-- Problem statement --
The response must match the data below exactly, line for line.

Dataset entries
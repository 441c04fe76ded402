use std::sync::Arc;

use axum::{
    Json,
    extract::FromRequestParts,
    http::{StatusCode, request::Parts},
    response::{IntoResponse, Response},
};
use chrono::Utc;
use serde_json::json;
use tracing::{debug, error};

use crate::server::AppState;
use crate::store::Store;
use crate::types::{Organization, User};

pub const ORGANIZATION_HEADER: &str = "x-organization-id";
pub const USER_HEADER: &str = "x-user-id";

const MAX_ID_LEN: usize = 128;

/// The organization a request acts within, and the user acting, if known.
#[derive(Debug, Clone, PartialEq, Eq)]
pub struct Identity {
    pub organization_id: String,
    pub user_id: Option<String>,
}

impl Identity {
    pub fn user(&self) -> Option<&str> {
        self.user_id.as_deref()
    }
}

/// Extractor that requires an organization and registers both identities so
/// attribution references resolve.
pub struct RequireIdentity(pub Identity);

#[derive(Debug)]
pub enum AuthError {
    MissingOrganization,
    InvalidHeader(&'static str),
    InternalError,
}

impl IntoResponse for AuthError {
    fn into_response(self) -> Response {
        let (status, message) = match self {
            AuthError::MissingOrganization => (
                StatusCode::UNAUTHORIZED,
                "Organization context required".to_string(),
            ),
            AuthError::InvalidHeader(name) => {
                (StatusCode::BAD_REQUEST, format!("Invalid {name} header"))
            }
            AuthError::InternalError => (
                StatusCode::INTERNAL_SERVER_ERROR,
                "Internal server error".to_string(),
            ),
        };

        let body = json!({ "data": null, "error": message });
        (status, Json(body)).into_response()
    }
}

impl FromRequestParts<Arc<AppState>> for RequireIdentity {
    type Rejection = AuthError;

    async fn from_request_parts(
        parts: &mut Parts,
        state: &Arc<AppState>,
    ) -> Result<Self, Self::Rejection> {
        let organization_id = header_value(parts, ORGANIZATION_HEADER, "X-Organization-Id")?
            .ok_or(AuthError::MissingOrganization)?;
        let user_id = header_value(parts, USER_HEADER, "X-User-Id")?;

        let identity = Identity {
            organization_id,
            user_id,
        };
        register(state.store.as_ref(), &identity).map_err(|e| {
            error!("Failed to register identity: {}", e);
            AuthError::InternalError
        })?;

        Ok(RequireIdentity(identity))
    }
}

fn header_value(
    parts: &Parts,
    header: &str,
    display: &'static str,
) -> Result<Option<String>, AuthError> {
    let Some(value) = parts.headers.get(header) else {
        return Ok(None);
    };

    let value = value
        .to_str()
        .map_err(|_| AuthError::InvalidHeader(display))?
        .trim();

    if value.is_empty() {
        return Ok(None);
    }
    if value.len() > MAX_ID_LEN || value.chars().any(char::is_control) {
        return Err(AuthError::InvalidHeader(display));
    }

    Ok(Some(value.to_string()))
}

fn register(store: &dyn Store, identity: &Identity) -> crate::error::Result<()> {
    if store.get_organization(&identity.organization_id)?.is_none() {
        debug!("Registering organization {}", identity.organization_id);
        store.register_organization(&Organization {
            id: identity.organization_id.clone(),
            name: None,
            slug: None,
            created_at: Utc::now(),
        })?;
    }

    if let Some(user_id) = &identity.user_id {
        if store.get_user(user_id)?.is_none() {
            debug!("Registering user {}", user_id);
            store.register_user(&User {
                id: user_id.clone(),
                name: None,
                email: None,
                created_at: Utc::now(),
            })?;
        }
    }

    Ok(())
}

-- Answer section --
repository 441c04fe76ded402
use std::sync::Arc;

use axum::{
    Json,
    extract::FromRequestParts,
    http::{StatusCode, request::Parts},
    response::{IntoResponse, Response},
};
use chrono::Utc;
use serde_json::json;
use tracing::{debug, error};

use crate::server::AppState;
use crate::store::Store;
use crate::types::{Organization, User};

pub const ORGANIZATION_HEADER: &str = "x-organization-id";
pub const USER_HEADER: &str = "x-user-id";

const MAX_ID_LEN: usize = 128;

/// The organization a request acts within, and the user acting, if known.
#[derive(Debug, Clone, PartialEq, Eq)]
pub struct Identity {
    pub organization_id: String,
    pub user_id: Option<String>,
}

impl Identity {
    pub fn user(&self) -> Option<&str> {
        self.user_id.as_deref()
    }
}

/// Extractor that requires an organization and registers both identities so
/// attribution references resolve.
pub struct RequireIdentity(pub Identity);

#[derive(Debug)]
pub enum AuthError {
    MissingOrganization,
    InvalidHeader(&'static str),
    InternalError,
}

impl IntoResponse for AuthError {
    fn into_response(self) -> Response {
        let (status, message) = match self {
            AuthError::MissingOrganization => (
                StatusCode::UNAUTHORIZED,
                "Organization context required".to_string(),
            ),
            AuthError::InvalidHeader(name) => {
                (StatusCode::BAD_REQUEST, format!("Invalid {name} header"))
            }
            AuthError::InternalError => (
                StatusCode::INTERNAL_SERVER_ERROR,
                "Internal server error".to_string(),
            ),
        };

        let body = json!({ "data": null, "error": message });
        (status, Json(body)).into_response()
    }
}

impl FromRequestParts<Arc<AppState>> for RequireIdentity {
    type Rejection = AuthError;

    async fn from_request_parts(
        parts: &mut Parts,
        state: &Arc<AppState>,
    ) -> Result<Self, Self::Rejection> {
        let organization_id = header_value(parts, ORGANIZATION_HEADER, "X-Organization-Id")?
            .ok_or(AuthError::MissingOrganization)?;
        let user_id = header_value(parts, USER_HEADER, "X-User-Id")?;

        let identity = Identity {
            organization_id,
            user_id,
        };
        register(state.store.as_ref(), &identity).map_err(|e| {
            error!("Failed to register identity: {}", e);
            AuthError::InternalError
        })?;

        Ok(RequireIdentity(identity))
    }
}

fn header_value(
    parts: &Parts,
    header: &str,
    display: &'static str,
) -> Result<Option<String>, AuthError> {
    let Some(value) = parts.headers.get(header) else {
        return Ok(None);
    };

    let value = value
        .to_str()
        .map_err(|_| AuthError::InvalidHeader(display))?
        .trim();

    if value.is_empty() {
        return Ok(None);
    }
    if value.len() > MAX_ID_LEN || value.chars().any(char::is_control) {
        return Err(AuthError::InvalidHeader(display));
    }

    Ok(Some(value.to_string()))
}

fn register(store: &dyn Store, identity: &Identity) -> crate::error::Result<()> {
    if store.get_organization(&identity.organization_id)?.is_none() {
        debug!("Registering organization {}", identity.organization_id);
        store.register_organization(&Organization {
            id: identity.organization_id.clone(),
            name: None,
            slug: None,
            created_at: Utc::now(),
        })?;
    }

    if let Some(user_id) = &identity.user_id {
        if store.get_user(user_id)?.is_none() {
            debug!("Registering user {}", user_id);
            store.register_user(&User {
                id: user_id.clone(),
                name: None,
                email: None,
                created_at: Utc::now(),
            })?;
        }
    }

    Ok(())
}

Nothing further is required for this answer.